Rudd and Polly had spent many a Sunday visiting Pound at St. Elizabeth’s. Polly and Pound worked on her Laforgue translations. Rudd and Pound translated Greek drama.

One day while I was having lunch with Rudd and Polly on their back deck, Polly got up to attend to something in the kitchen. Rudd was near the end of his life and often in excruciating pain, but at this moment he seemed serene—really like his old self.

Birds were chirping all about us. We sat in silence for a few moments listening. Then he smiled and said, “Birds. Birds don’t so much sing as let song take them up.”

Rudd and Polly were taken up by the greatest song of all---James Joyce’s Finnegans Wake. And they gave that gift to an urchin like me.


Editor's Notes:

Sophokles Elektra : A version by Ezra Pound and Rudd Fleming, was published by New Directions in 1990. The play was put into production by Carey Perloff who recounts some of the history behind Rudd's writing partnership with Pound plus her own experience of first encountering the play through James Laughlin. A Princeton University Press critical edition was published in 1989 but is currently out-of-print. Along with the Pound-Fleming version of Women of Trachis, Elektra also appears in the Library of America volume, Ezra Pound: Poems and Translations.

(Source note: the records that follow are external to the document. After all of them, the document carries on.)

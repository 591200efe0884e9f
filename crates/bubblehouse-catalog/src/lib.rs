pub mod error;
pub mod extract;
pub mod memory;
pub mod price;
mod rate_limit;
pub mod source;
pub mod woocommerce;

pub use error::CatalogError;
pub use extract::{map_collection, map_product, CatalogExtractor};
pub use memory::MemoryCatalog;
pub use price::{format_price, format_raw_price, parse_price, FormattedPrice};
pub use source::{
    CatalogSource, ProductKind, SourceProduct, SourceTerm, SourceVariation, TermMetadata,
    PUBLISHED_STATUS,
};
pub use woocommerce::WooCommerceSource;
use axum::{
    extract::{Path, Query, State},
    Extension, Json,
};
use bubblehouse_catalog::CatalogSource;
use bubblehouse_sync::EmbedTarget;
use serde::Deserialize;

use crate::middleware::RequestId;

use super::{ApiResponse, AppState, ResponseMeta};

#[derive(Debug, Deserialize)]
pub(super) struct EmbedQuery {
    pub customer_id: Option<String>,
}

/// Settings are read per request; incomplete settings yield the placeholder.
pub(super) async fn embed_target<S: CatalogSource + 'static>(
    State(state): State<AppState<S>>,
    Extension(req_id): Extension<RequestId>,
    Path(page): Path<String>,
    Query(query): Query<EmbedQuery>,
) -> Json<ApiResponse<EmbedTarget>> {
    let settings = match state.scheduler.runner().settings_source().load() {
        Ok(settings) => Some(settings),
        Err(e) => {
            tracing::warn!(error = %e, "embed: settings unavailable");
            None
        }
    };

    let target = bubblehouse_sync::embed_target(
        settings.as_ref(),
        &state.block_version,
        &page,
        query.customer_id.as_deref(),
    );

    Json(ApiResponse {
        data: target,
        meta: ResponseMeta::new(req_id.0),
    })
}
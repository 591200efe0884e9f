//! Base64 helpers for token segments and the configured shared secret.

use base64::alphabet;
use base64::engine::general_purpose::{GeneralPurpose, GeneralPurposeConfig, URL_SAFE_NO_PAD};
use base64::engine::DecodePaddingMode;
use base64::{DecodeError, Engine as _};

/// Standard alphabet that accepts the secret with or without `=` padding.
const SECRET_ENGINE: GeneralPurpose = GeneralPurpose::new(
    &alphabet::STANDARD,
    GeneralPurposeConfig::new()
        .with_decode_padding_mode(DecodePaddingMode::Indifferent)
        .with_decode_allow_trailing_bits(true),
);

/// Base64url (RFC 4648 §5) without padding.
#[must_use]
pub fn encode(bytes: impl AsRef<[u8]>) -> String {
    URL_SAFE_NO_PAD.encode(bytes)
}

/// Inverse of [`encode`].
///
/// # Errors
///
/// Returns [`DecodeError`] when `input` is not unpadded base64url.
pub fn decode(input: &str) -> Result<Vec<u8>, DecodeError> {
    URL_SAFE_NO_PAD.decode(input)
}

/// Decodes the shared secret as configured by the shop (standard alphabet).
///
/// # Errors
///
/// Returns [`DecodeError`] when the trimmed secret is not valid base64.
pub fn decode_secret(secret_base64: &str) -> Result<Vec<u8>, DecodeError> {
    SECRET_ENGINE.decode(secret_base64.trim())
}
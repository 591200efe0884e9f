//! Self-issued HS256 bearer tokens for the Bubblehouse API.
//!
//! A token is `base64url(header).base64url(claims).base64url(signature)`
//! where the signature is HMAC-SHA256 over the first two segments joined by
//! `.`, keyed with the base64-decoded shared secret.

use chrono::{DateTime, Utc};
use hmac::{Hmac, Mac};
use serde::{Deserialize, Serialize};
use sha2::Sha256;
use thiserror::Error;

use crate::base64url;

type HmacSha256 = Hmac<Sha256>;

/// Audience claim expected by the Bubblehouse API.
pub const TOKEN_AUDIENCE: &str = "BH";

/// Validity used for sync deliveries and embed URLs.
pub const DEFAULT_TOKEN_VALIDITY_SECS: i64 = 3600;

#[derive(Debug, Error)]
pub enum TokenError {
    #[error("shared secret is not valid base64: {0}")]
    InvalidSecret(#[source] base64::DecodeError),

    #[error("token validity must be positive, got {0}s")]
    NonPositiveValidity(i64),

    #[error("failed to serialize token segment: {0}")]
    Serialize(#[from] serde_json::Error),

    #[error("shared secret cannot be used as an HMAC key")]
    InvalidKey,
}

/// A signed bearer token. `Debug` does not print the token itself.
#[derive(Clone, PartialEq, Eq)]
pub struct AuthToken(String);

impl AuthToken {
    #[must_use]
    pub fn as_str(&self) -> &str {
        &self.0
    }

    #[must_use]
    pub fn into_string(self) -> String {
        self.0
    }
}

impl std::fmt::Debug for AuthToken {
    fn fmt(&self, f: &mut std::fmt::Formatter<'_>) -> std::fmt::Result {
        f.write_str("AuthToken([redacted])")
    }
}

impl std::fmt::Display for AuthToken {
    fn fmt(&self, f: &mut std::fmt::Formatter<'_>) -> std::fmt::Result {
        f.write_str(&self.0)
    }
}

// Field order is the serialized order.
#[derive(Serialize)]
struct Header<'a> {
    typ: &'static str,
    alg: &'static str,
    kid: &'a str,
}

/// Claims carried by every token.
#[derive(Debug, Clone, PartialEq, Eq, Serialize, Deserialize)]
pub struct Claims {
    pub aud: String,
    pub sub: String,
    pub iat: i64,
    pub exp: i64,
}

/// Issues a token for `subject`, valid from now for `validity_secs`.
///
/// # Errors
///
/// See [`issue_token_at`].
pub fn issue_token(
    subject: &str,
    key_id: &str,
    secret_base64: &str,
    validity_secs: i64,
) -> Result<AuthToken, TokenError> {
    issue_token_at(subject, key_id, secret_base64, validity_secs, Utc::now())
}

/// Issues a token with `iat` taken from `now`.
///
/// # Errors
///
/// Returns [`TokenError::NonPositiveValidity`] when `validity_secs <= 0` and
/// [`TokenError::InvalidSecret`] when the secret is not base64.
pub fn issue_token_at(
    subject: &str,
    key_id: &str,
    secret_base64: &str,
    validity_secs: i64,
    now: DateTime<Utc>,
) -> Result<AuthToken, TokenError> {
    if validity_secs <= 0 {
        return Err(TokenError::NonPositiveValidity(validity_secs));
    }
    let key = base64url::decode_secret(secret_base64).map_err(TokenError::InvalidSecret)?;

    let iat = now.timestamp();
    let header = Header {
        typ: "JWT",
        alg: "HS256",
        kid: key_id,
    };
    let claims = Claims {
        aud: TOKEN_AUDIENCE.to_string(),
        sub: subject.to_string(),
        iat,
        exp: iat.saturating_add(validity_secs),
    };

    let signing_input = format!(
        "{}.{}",
        base64url::encode(serde_json::to_vec(&header)?),
        base64url::encode(serde_json::to_vec(&claims)?)
    );

    let mut mac = HmacSha256::new_from_slice(&key).map_err(|_| TokenError::InvalidKey)?;
    mac.update(signing_input.as_bytes());
    let signature = mac.finalize().into_bytes();

    Ok(AuthToken(format!(
        "{signing_input}.{}",
        base64url::encode(signature)
    )))
}
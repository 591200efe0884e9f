//! Retry with exponential backoff for catalog reads.
//!
//! Only catalog reads retry. Delivery to Bubblehouse never does: a failed
//! delivery waits for the next scheduled cycle.

use std::future::Future;
use std::time::Duration;

use crate::error::CatalogError;

/// Returns `true` for transient failures worth retrying: HTTP 429 and
/// network-level errors. Everything else propagates immediately.
fn is_retriable(err: &CatalogError) -> bool {
    matches!(err, CatalogError::RateLimited { .. } | CatalogError::Http(_))
}

/// Seconds to wait before retry `attempt + 1`: the exponential backoff, or
/// the server's `Retry-After` when that is longer.
fn retry_delay_secs(err: &CatalogError, attempt: u32, backoff_base_secs: u64) -> u64 {
    let backoff = backoff_base_secs.saturating_mul(1u64 << attempt.min(62));
    match err {
        CatalogError::RateLimited {
            retry_after_secs, ..
        } => backoff.max(*retry_after_secs),
        _ => backoff,
    }
}

/// Executes `operation`, retrying transient errors up to `max_retries`
/// additional times. The wait before retry `n` (1-based) is
/// `backoff_base_secs * 2^(n-1)` seconds, raised to the `Retry-After` of a
/// 429 when that asks for longer.
pub(crate) async fn retry_with_backoff<T, F, Fut>(
    max_retries: u32,
    backoff_base_secs: u64,
    mut operation: F,
) -> Result<T, CatalogError>
where
    F: FnMut() -> Fut,
    Fut: Future<Output = Result<T, CatalogError>>,
{
    let mut attempt = 0u32;

    loop {
        let err = match operation().await {
            Ok(value) => return Ok(value),
            Err(err) => err,
        };
        if !is_retriable(&err) || attempt >= max_retries {
            return Err(err);
        }

        let delay_secs = retry_delay_secs(&err, attempt, backoff_base_secs);
        tracing::warn!(
            attempt,
            max_retries,
            delay_secs,
            error = %err,
            "woocommerce: transient catalog read error; retrying after backoff"
        );
        tokio::time::sleep(Duration::from_secs(delay_secs)).await;
        attempt += 1;
    }
}
//! [`CatalogSource`] backed by the WooCommerce REST API v3.
//!
//! Every product listing passes `status=any` so drafts, pending and private
//! products are synced alongside published ones. Listings page through
//! `page=1,2,...` until a short or empty page, or until the page count from
//! `X-WP-TotalPages` is reached. A 404 on a listing page fails the whole
//! listing.

mod convert;
mod types;

use std::time::Duration;

use bubblehouse_core::WooCommerceConfig;
use reqwest::{Client, StatusCode, Url};
use serde::de::DeserializeOwned;

use crate::error::CatalogError;
use crate::rate_limit::retry_with_backoff;
use crate::source::{CatalogSource, SourceProduct, SourceTerm, TermMetadata};
use types::{WooCategory, WooId, WooMembership, WooProduct, WooVariation};

const USER_AGENT: &str = "bubblehouse-sync/0.1 (catalog-sync)";
const TOTAL_PAGES_HEADER: &str = "x-wp-totalpages";

/// WooCommerce REST client implementing [`CatalogSource`].
pub struct WooCommerceSource {
    client: Client,
    /// `{store}/wp-json/wc/v3/`, always with a trailing slash.
    api_base: Url,
    consumer_key: String,
    consumer_secret: String,
    page_size: u32,
    inter_request_delay_ms: u64,
    max_retries: u32,
    backoff_base_secs: u64,
}

impl std::fmt::Debug for WooCommerceSource {
    fn fmt(&self, f: &mut std::fmt::Formatter<'_>) -> std::fmt::Result {
        f.debug_struct("WooCommerceSource")
            .field("api_base", &self.api_base.as_str())
            .field("page_size", &self.page_size)
            .finish_non_exhaustive()
    }
}

impl WooCommerceSource {
    /// Creates a source for the store described by `config`.
    ///
    /// # Errors
    ///
    /// Returns [`CatalogError::InvalidStoreUrl`] if the store URL cannot be
    /// parsed, or [`CatalogError::Http`] if the HTTP client cannot be built.
    pub fn new(config: &WooCommerceConfig, timeout_secs: u64) -> Result<Self, CatalogError> {
        let client = Client::builder()
            .timeout(Duration::from_secs(timeout_secs))
            .connect_timeout(Duration::from_secs(10))
            .user_agent(USER_AGENT)
            .build()?;

        let normalised = format!("{}/wp-json/wc/v3/", config.store_url.trim_end_matches('/'));
        let api_base = Url::parse(&normalised).map_err(|e| CatalogError::InvalidStoreUrl {
            store_url: config.store_url.clone(),
            reason: e.to_string(),
        })?;

        Ok(Self {
            client,
            api_base,
            consumer_key: config.consumer_key.clone(),
            consumer_secret: config.consumer_secret.clone(),
            page_size: config.page_size.max(1),
            inter_request_delay_ms: config.inter_request_delay_ms,
            max_retries: config.max_retries,
            backoff_base_secs: config.retry_backoff_base_secs,
        })
    }

    fn endpoint(&self, path: &str, query: &[(&str, String)]) -> Result<Url, CatalogError> {
        let mut url = self
            .api_base
            .join(path)
            .map_err(|e| CatalogError::InvalidStoreUrl {
                store_url: self.api_base.to_string(),
                reason: format!("cannot join \"{path}\": {e}"),
            })?;
        if !query.is_empty() {
            let mut pairs = url.query_pairs_mut();
            for (key, value) in query {
                pairs.append_pair(key, value);
            }
        }
        Ok(url)
    }

    /// Performs one authenticated GET with retry.
    ///
    /// Returns the parsed body and the `X-WP-TotalPages` header when present.
    /// A 404 is [`CatalogError::NotFound`]; single-resource lookups turn it
    /// into `None` through [`found`].
    async fn get_json<T: DeserializeOwned>(
        &self,
        url: Url,
    ) -> Result<(T, Option<u32>), CatalogError> {
        retry_with_backoff(self.max_retries, self.backoff_base_secs, || {
            let url = url.clone();
            async move {
                let response = self
                    .client
                    .get(url.clone())
                    .basic_auth(&self.consumer_key, Some(&self.consumer_secret))
                    .header(reqwest::header::ACCEPT, "application/json")
                    .send()
                    .await?;
                let status = response.status();

                if status == StatusCode::TOO_MANY_REQUESTS {
                    let retry_after_secs = response
                        .headers()
                        .get(reqwest::header::RETRY_AFTER)
                        .and_then(|v| v.to_str().ok())
                        .and_then(|s| s.parse::<u64>().ok())
                        .unwrap_or(60);
                    return Err(CatalogError::RateLimited {
                        url: url.to_string(),
                        retry_after_secs,
                    });
                }

                if status == StatusCode::NOT_FOUND {
                    return Err(CatalogError::NotFound {
                        url: url.to_string(),
                    });
                }

                if !status.is_success() {
                    return Err(CatalogError::UnexpectedStatus {
                        status: status.as_u16(),
                        url: url.to_string(),
                    });
                }

                let total_pages = response
                    .headers()
                    .get(TOTAL_PAGES_HEADER)
                    .and_then(|v| v.to_str().ok())
                    .and_then(|s| s.trim().parse::<u32>().ok());

                let body = response.text().await?;
                let parsed =
                    serde_json::from_str::<T>(&body).map_err(|e| CatalogError::Deserialize {
                        context: format!("response from {}", url.path()),
                        source: e,
                    })?;

                Ok((parsed, total_pages))
            }
        })
        .await
    }

    /// Collects every item of a paginated listing.
    ///
    /// All-or-nothing: a failure on any page discards the pages already read.
    async fn fetch_all_pages<T: DeserializeOwned>(
        &self,
        path: &str,
        query: &[(&str, String)],
    ) -> Result<Vec<T>, CatalogError> {
        let mut items: Vec<T> = Vec::new();
        let mut page = 1u32;

        loop {
            if page > 1 && self.inter_request_delay_ms > 0 {
                tokio::time::sleep(Duration::from_millis(self.inter_request_delay_ms)).await;
            }

            let mut page_query = query.to_vec();
            page_query.push(("per_page", self.page_size.to_string()));
            page_query.push(("page", page.to_string()));
            let url = self.endpoint(path, &page_query)?;

            let (batch, total_pages) = self.get_json::<Vec<T>>(url).await?;

            let batch_len = batch.len();
            items.extend(batch);

            let last_by_header = total_pages.is_some_and(|total| page >= total);
            let short_page = batch_len < self.page_size as usize;
            if batch_len == 0 || last_by_header || short_page {
                break;
            }
            page += 1;
        }

        tracing::debug!(path, count = items.len(), pages = page, "woocommerce: listing fetched");
        Ok(items)
    }
}

impl CatalogSource for WooCommerceSource {
    async fn list_product_ids(&self) -> Result<Vec<u64>, CatalogError> {
        let ids: Vec<WooId> = self
            .fetch_all_pages(
                "products",
                &[
                    ("status", "any".to_string()),
                    ("orderby", "id".to_string()),
                    ("order", "asc".to_string()),
                    ("_fields", "id".to_string()),
                ],
            )
            .await?;
        Ok(ids.into_iter().map(|w| w.id).collect())
    }

    async fn get_product(&self, id: u64) -> Result<Option<SourceProduct>, CatalogError> {
        let url = self.endpoint(&format!("products/{id}"), &[])?;
        let Some((product, _)) = found(self.get_json::<WooProduct>(url).await)? else {
            return Ok(None);
        };

        let variations: Vec<WooVariation> = if product.product_type == "variable" {
            self.fetch_all_pages(&format!("products/{id}/variations"), &[])
                .await?
        } else {
            Vec::new()
        };

        convert::into_source_product(product, variations).map(Some)
    }

    async fn list_terms(&self) -> Result<Vec<SourceTerm>, CatalogError> {
        let categories: Vec<WooCategory> = self
            .fetch_all_pages("products/categories", &[("hide_empty", "false".to_string())])
            .await?;
        Ok(categories.into_iter().map(convert::into_source_term).collect())
    }

    async fn term_metadata(&self, term_id: u64) -> Result<TermMetadata, CatalogError> {
        let url = self.endpoint(&format!("products/categories/{term_id}"), &[])?;
        let thumbnail_url = found(self.get_json::<WooCategory>(url).await)?
            .and_then(|(category, _)| category.image)
            .map(|image| image.src)
            .filter(|src| !src.is_empty());
        Ok(TermMetadata { thumbnail_url })
    }

    /// Products assigned to the term itself. The `category` filter also
    /// matches products in descendant categories, so those are dropped here.
    async fn list_product_ids_in_term(&self, term_id: u64) -> Result<Vec<u64>, CatalogError> {
        let members: Vec<WooMembership> = self
            .fetch_all_pages(
                "products",
                &[
                    ("category", term_id.to_string()),
                    ("status", "any".to_string()),
                    ("orderby", "id".to_string()),
                    ("order", "asc".to_string()),
                    ("_fields", "id,categories".to_string()),
                ],
            )
            .await?;
        Ok(members
            .into_iter()
            .filter(|m| m.categories.iter().any(|c| c.id == term_id))
            .map(|m| m.id)
            .collect())
    }
}

/// Maps [`CatalogError::NotFound`] to `Ok(None)`.
fn found<T>(result: Result<T, CatalogError>) -> Result<Option<T>, CatalogError> {
    match result {
        Ok(value) => Ok(Some(value)),
        Err(CatalogError::NotFound { .. }) => Ok(None),
        Err(e) => Err(e),
    }
}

— Readers might also appreciate poet Liam Rector's reminiscences of Fleming from an article that appeared in 2001 in the American Poetry Review:

Inheriting Eliot, by Rector, Liam
American Poetry Review, Sep/Oct 2001

Not many seemed to catch Eliot as a vaudevillian, Eliot as a sly dog, Eliot as what Ezra Pound called "the Possum," and I can see now how impossible it must have been for the children to see this. The sexual timidity and hysteria in the poetry was enough to scare me away as a young man, and I veered countervailently towards the Ginsberg of the time and that other great poem of apocalypse, "Howl."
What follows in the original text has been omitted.